Jesus kept talking. He’d just said it was time to go. But he kept talking. The tension in the room was a weighty blend of grief, some denial, maybe even suppressed anger at what he was saying held in place by the exhaustion of the week. Tonight was not how it had started, an exhilarating parade with the crowd calling him the new king, a king who would save.  (Mark 11:1-11)


Deviating Thoughts

But he kept saying things like being lifted on a cross even as he almost desperately called to the people to believe he was sent from God. Those gathered in the city for the Passover festival had heard about his miracle of bringing a friend back to life after four days dead.  (John 11:1-44) But most were not buying much more of his message than that. Still, he just kept talking.


Earlier in the evening, he had done something weird, uncharacteristic for one who would be king. He’d dressed like a servant and washed their dirty feet, calling upon them to serve others likewise.  (John 13:1-17)


Then he’d said the unthinkable, that one of them, these who had followed and learned of him for three years, would betray him. Maybe that’s why he’d said to Judas, “Hurry. Do it now.”  Judas was the treasurer who paid for their meals and gave money to the poor. (John 13:27-30) Do you think he left to pay off any threat to their Rabbi and themselves? Jesus kept talking.


In all the confusion, Peter had declared he’d die for his Lord. Jesus silenced the room when he stated Peter would do go so far as to three times deny he even knew Jesus before that very night was over. (John 13:38) Next came some kind of talk about going away somewhere and how he would send a Counselor to teach and remind them of what he had said.  (John 14:26)
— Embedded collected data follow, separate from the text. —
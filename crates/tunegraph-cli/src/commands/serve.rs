//! Web server command.

use std::path::PathBuf;
use std::sync::Arc;

use anyhow::{Context, Result};
use clap::Args;
use colored::Colorize;

use tunegraph_core::AppConfig;
use tunegraph_graph::NeighborhoodFetcher;
use tunegraph_web::AppState;

#[derive(Args)]
pub struct ServeArgs {
    /// Port to listen on
    #[arg(long)]
    pub port: Option<u16>,

    /// Host to bind to
    #[arg(long)]
    pub host: Option<String>,

    /// Directory of the built front-end
    #[arg(long)]
    pub static_dir: Option<PathBuf>,

    /// Path to the session SQLite database
    #[arg(long)]
    pub db: Option<PathBuf>,

    /// Also write logs to this file
    #[arg(long)]
    pub log: Option<PathBuf>,
}

pub async fn execute(args: ServeArgs, mut config: AppConfig) -> Result<()> {
    if let Some(port) = args.port {
        config.server.port = port;
    }
    if let Some(host) = args.host {
        config.server.host = host;
    }
    if let Some(dir) = args.static_dir {
        config.server.static_dir = dir;
    }
    if let Some(db) = args.db {
        config.database.path = db;
    }

    tracing::info!(
        db = %config.database.path.display(),
        graph = %config.graph.uri,
        first_hop_limit = config.graph.first_hop_limit,
        "Starting tunegraph"
    );

    let db = tunegraph_db::init_pool(&config.database.path).with_context(|| {
        format!("Failed to open session database {}", config.database.path.display())
    })?;
    let client = super::connect_graph(&config.graph).await?;
    let fetcher = NeighborhoodFetcher::new(client, config.graph.first_hop_limit);
    let state = AppState::new(db, Arc::new(fetcher));

    let base = format!("http://{}:{}", config.server.host, config.server.port);
    println!();
    println!("  {} {}", "tunegraph".cyan().bold(), "Web Server".bold());
    println!();
    println!("  {}  {}", "Explorer".green(), base);
    println!("  {}       {}/api", "API".green(), base);
    println!("  {}     {}/graph/tune?tuneName=...", "Graph".green(), base);
    println!();
    println!("  {}", "Ctrl+C to stop".dimmed());
    println!();

    tunegraph_web::run_server(state, &config.server).await
}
Restless, Weaving Thoughts

It was too much, how he kept talking even when he said they should be going. It was as if Jesus knew when they left that room he never would have again the chance to tell them all he wanted. So he weaved in his thoughts, let them creep out and hold on where they would, seemingly just talk but growing into so much more.


“I am the true vine, and my Father is the gardener.” Jesus kept talking but hold on to that thought. A vine. The image is one similar to what he is doing now. It grows, spreads out, weaves up into and among places to which it can grasp, wrap itself, become stable-tight, and then move out again. His words have been like that all night, thin trails of thought getting thicker with meaning.


Jesus fleshes it out. His Father, the one from whom he comes, is the gardener. The work of this Gardener-God is made clear from the beginning: to produce fruit. The gardener trains the branches on the vine, how to grow so light is available to all parts of it. The parts that impede ability to produce fruit are removed, pruned.


Such it has been with these friends of Jesus. The message he has given them has cut away at their ambitions, desires, misconceptions of God’s purpose in them. It’s pruning that can be severe but necessary for the fruit of the vine. Not all will accept being part of the vine. The separation leaves a wound on the vine like something nailed deep into flesh.


Severe, sometimes necessary pruning can also be a cleansing, yielding process, as if having feet or hands washed. The health of the vine and the expected fruit must be protected from disease. Yielding to the Gardener-God’s work maintains the well-being of the branches.


Roving, Winding Thoughts

From the True Vine come branches, and from the yielding of the branches is fruit. There is an interconnectedness in the image that belies the translations. Eight times Jesus states the importance of remaining, abiding, being joined to him. “Apart from me, you can do nothing.”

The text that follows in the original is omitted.